Stopforth und seinem Nebenmann klappten die Kinnladen herunter.

„Das kann nicht Ihr Ernst sein, Sir“, sagte der Bullige entgeistert. „wenn wir so verfahren, wie Sie sagen, reißen wir der Schaluppe glatt den Bauch auf. Außerdem müssen wir erstmal die Pumpen einsetzen, bevor wir überhaupt ...“

Simon Llewellyn Killigrew stieg auf die Zehenspitzen und ballte wutentbrannt die Hände.

„Ich habe einen klaren Befehl gegeben, Stopforth! Was erdreistest du dich, daran Kritik zu üben? An die Arbeit, Mann! Oder muß ich dir und den anderen erst Beine machen?“

Stopforth schüttelte ungläubig den Kopf und wechselte einen fassungslosen Blick mit seinem Nebenmann. Dann gab sich der Bullige einen entschlossenen Ruck.

„Sie können mich mal, Killigrew. Sie können mich mal sonstwo. Wir sind doch nicht verrückt und halten uns an diesen Blödsinn, den Sie da verzapfen.“ Er legte seinem Nebenmann die Hand auf die Schulter, und beide wandten sie sich ab, ohne den jungen Killigrew noch zu beachten.
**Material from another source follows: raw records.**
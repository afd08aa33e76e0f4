//! Employee-directory CSV parser for bulk imports.
//!
//! The header row names the columns; order is free. `emp_id` and `name` are
//! required, the attribute columns optional. Empty attribute cells become
//! `None`.

use rollcall_core::employee::NewEmployee;

use crate::error::{Error, Result};

// ─── Line-level parsing ───────────────────────────────────────────────────────

/// Split one CSV record into fields, honouring RFC 4180 quoting.
fn split_record(line: &str, number: usize) -> Result<Vec<String>> {
  let mut fields    = Vec::new();
  let mut field     = String::new();
  let mut chars     = line.chars().peekable();
  let mut in_quotes = false;

  while let Some(c) = chars.next() {
    match c {
      '"' if in_quotes => {
        // Either an escaped quote or the closing one.
        if chars.peek() == Some(&'"') {
          chars.next();
          field.push('"');
        } else {
          in_quotes = false;
        }
      }
      '"' if field.is_empty() => in_quotes = true,
      '"' => {
        return Err(Error::Line {
          number,
          reason: "quote inside unquoted field".to_owned(),
        });
      }
      ',' if !in_quotes => fields.push(std::mem::take(&mut field)),
      c => field.push(c),
    }
  }

  if in_quotes {
    return Err(Error::Line {
      number,
      reason: "unterminated quoted field".to_owned(),
    });
  }

  fields.push(field);
  Ok(fields)
}

// ─── Header mapping ───────────────────────────────────────────────────────────

struct Columns {
  emp_id:      usize,
  name:        usize,
  position:    Option<usize>,
  unit:        Option<usize>,
  cost_center: Option<usize>,
}

impl Columns {
  fn from_header(header: &[String]) -> Result<Self> {
    let find = |wanted: &str| {
      header
        .iter()
        .position(|h| h.trim().eq_ignore_ascii_case(wanted))
    };

    Ok(Self {
      emp_id:      find("emp_id").ok_or(Error::MissingColumn("emp_id"))?,
      name:        find("name").ok_or(Error::MissingColumn("name"))?,
      position:    find("position"),
      unit:        find("unit"),
      cost_center: find("cost_center"),
    })
  }
}

fn optional(fields: &[String], idx: Option<usize>) -> Option<String> {
  let value = fields.get(idx?)?.trim();
  if value.is_empty() {
    None
  } else {
    Some(value.to_owned())
  }
}

// ─── Entry point ──────────────────────────────────────────────────────────────

/// Parse a directory import. Blank lines are skipped; a leading UTF-8 BOM is
/// tolerated since exports carry one.
pub fn parse_employees(input: &str) -> Result<Vec<NewEmployee>> {
  let input = input.strip_prefix('\u{feff}').unwrap_or(input);

  let mut lines = input
    .lines()
    .enumerate()
    .map(|(i, l)| (i + 1, l.trim_end_matches('\r')))
    .filter(|(_, l)| !l.trim().is_empty());

  let Some((header_no, header_line)) = lines.next() else {
    return Err(Error::MissingHeader);
  };
  let columns = Columns::from_header(&split_record(header_line, header_no)?)?;

  let mut rows = Vec::new();
  for (number, line) in lines {
    let fields = split_record(line, number)?;

    let emp_id = fields
      .get(columns.emp_id)
      .map(|f| f.trim())
      .filter(|f| !f.is_empty())
      .ok_or_else(|| Error::Line {
        number,
        reason: "empty emp_id".to_owned(),
      })?;
    let name = fields
      .get(columns.name)
      .map(|f| f.trim())
      .filter(|f| !f.is_empty())
      .ok_or_else(|| Error::Line {
        number,
        reason: "empty name".to_owned(),
      })?;

    rows.push(NewEmployee {
      emp_id:      emp_id.to_owned(),
      name:        name.to_owned(),
      position:    optional(&fields, columns.position),
      unit:        optional(&fields, columns.unit),
      cost_center: optional(&fields, columns.cost_center),
    });
  }

  Ok(rows)
}
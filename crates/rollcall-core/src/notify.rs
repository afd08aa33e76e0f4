//! Notification job payloads handed to the dispatch queue.
//!
//! Jobs are fire-and-forget: the check-in and auth flows enqueue them and
//! move on, and a delivery failure never surfaces to the caller. The `kind`
//! tag lets a gateway route registrations to a spreadsheet and OTPs to mail.

use serde::Serialize;

use crate::{
  meeting::Meeting,
  registration::Registration,
  user::OtpPurpose,
};

#[derive(Debug, Clone, Serialize)]
#[serde(tag = "kind", rename_all = "snake_case")]
pub enum NotificationJob {
  /// A successful check-in, with the meeting it belongs to.
  Registration {
    meeting:      Meeting,
    registration: Registration,
  },
  /// A one-time code to deliver to an organizer.
  Otp {
    email:   String,
    name:    String,
    code:    String,
    purpose: OtpPurpose,
  },
}

impl NotificationJob {
  /// Short label for log lines.
  pub fn kind(&self) -> &'static str {
    match self {
      Self::Registration { .. } => "registration",
      Self::Otp { .. } => "otp",
    }
  }
}
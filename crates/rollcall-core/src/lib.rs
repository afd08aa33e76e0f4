//! Core types and trait definitions for the rollcall check-in service.
//!
//! This crate is deliberately free of HTTP and database dependencies.
//! All other crates depend on it; it depends on nothing proprietary.

pub mod employee;
pub mod meeting;
pub mod notify;
pub mod registration;
pub mod store;
pub mod user;
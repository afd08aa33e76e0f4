//! rollcall operator CLI.
//!
//! Runs against the store file directly, so it belongs on the same box as the
//! server. Today it does one job: load the employee directory from the HR
//! system's CSV dump.

use std::path::PathBuf;

use anyhow::Context as _;
use clap::{Parser, Subcommand};
use tracing::level_filters::LevelFilter;
use tracing_subscriber::EnvFilter;

use rollcall_core::store::RegistryStore as _;
use rollcall_store_sqlite::SqliteStore;

#[derive(Parser)]
#[command(author, version, about = "rollcall operator tools")]
struct Cli {
  /// Path to the SQLite store file.
  #[arg(short, long, default_value = "rollcall.db")]
  store: PathBuf,

  #[command(subcommand)]
  command: Command,
}

#[derive(Subcommand)]
enum Command {
  /// Bulk-import the employee directory from a CSV file.
  ///
  /// Existing codes have their attributes overwritten; new codes are
  /// inserted. Required columns: emp_id, name. Optional: position, unit,
  /// cost_center.
  ImportEmployees {
    /// CSV file to import.
    csv: PathBuf,
  },
}

#[tokio::main]
async fn main() -> anyhow::Result<()> {
  tracing_subscriber::fmt()
    .with_env_filter(
      EnvFilter::builder()
        .with_default_directive(LevelFilter::INFO.into())
        .from_env_lossy(),
    )
    .init();

  let cli = Cli::parse();

  let store = SqliteStore::open(&cli.store)
    .await
    .with_context(|| format!("failed to open store at {:?}", cli.store))?;

  match cli.command {
    Command::ImportEmployees { csv } => {
      let input = std::fs::read_to_string(&csv)
        .with_context(|| format!("failed to read {csv:?}"))?;

      let rows = rollcall_csv::parse_employees(&input)
        .context("failed to parse employee csv")?;
      let total = rows.len();

      let summary = store
        .upsert_employees(rows)
        .await
        .context("failed to import employees")?;

      println!(
        "imported {total} rows: {} inserted, {} updated",
        summary.inserted, summary.updated,
      );
    }
  }

  Ok(())
}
Simon Llewllyn schnappte nach Luft wie ein Fisch auf dem Trockenen. Dann riß er den Mund auf, und seine Stimme klang so schrill und geifernd wie das Zetern eines Waschweibs im Hafen von Plymouth.

„Sofort hierher, Stopforth! Stehenbleiben, Mann! Das ist Meuterei! Glatte Meuterei! Du wirst dich dafür verantworten müssen! Jetzt und auf der Stelle! Wer sich meinen Befehlen widersetzt, ist ein Meuterer! Und jeder von euch dreckigen Bastarden weiß, welche Strafe auf Meuterei steht! Zum Teufel, Stopforth, hoffentlich bist du bald hier und stellst dich deiner Aburteilung wie ein Mann!“

Stopforth drehte sich nur kurz um.

„Im Augenblick haben wir Wichtigeres zu tun, Mann. Später können Sie Ihr idiotisches Urteil fällen. Aber nicht jetzt.“

Simon Llewellyn verschlug es die Sprache. Auf seiner roten Gesichtshaut entstanden weiße Flecken, er brachte kein Wort hervor, obwohl er sich bemühte, seine Wut hinauszuschreien. Mit kreisrunden Augen sah er, wie Stopforth die Leute einteilte.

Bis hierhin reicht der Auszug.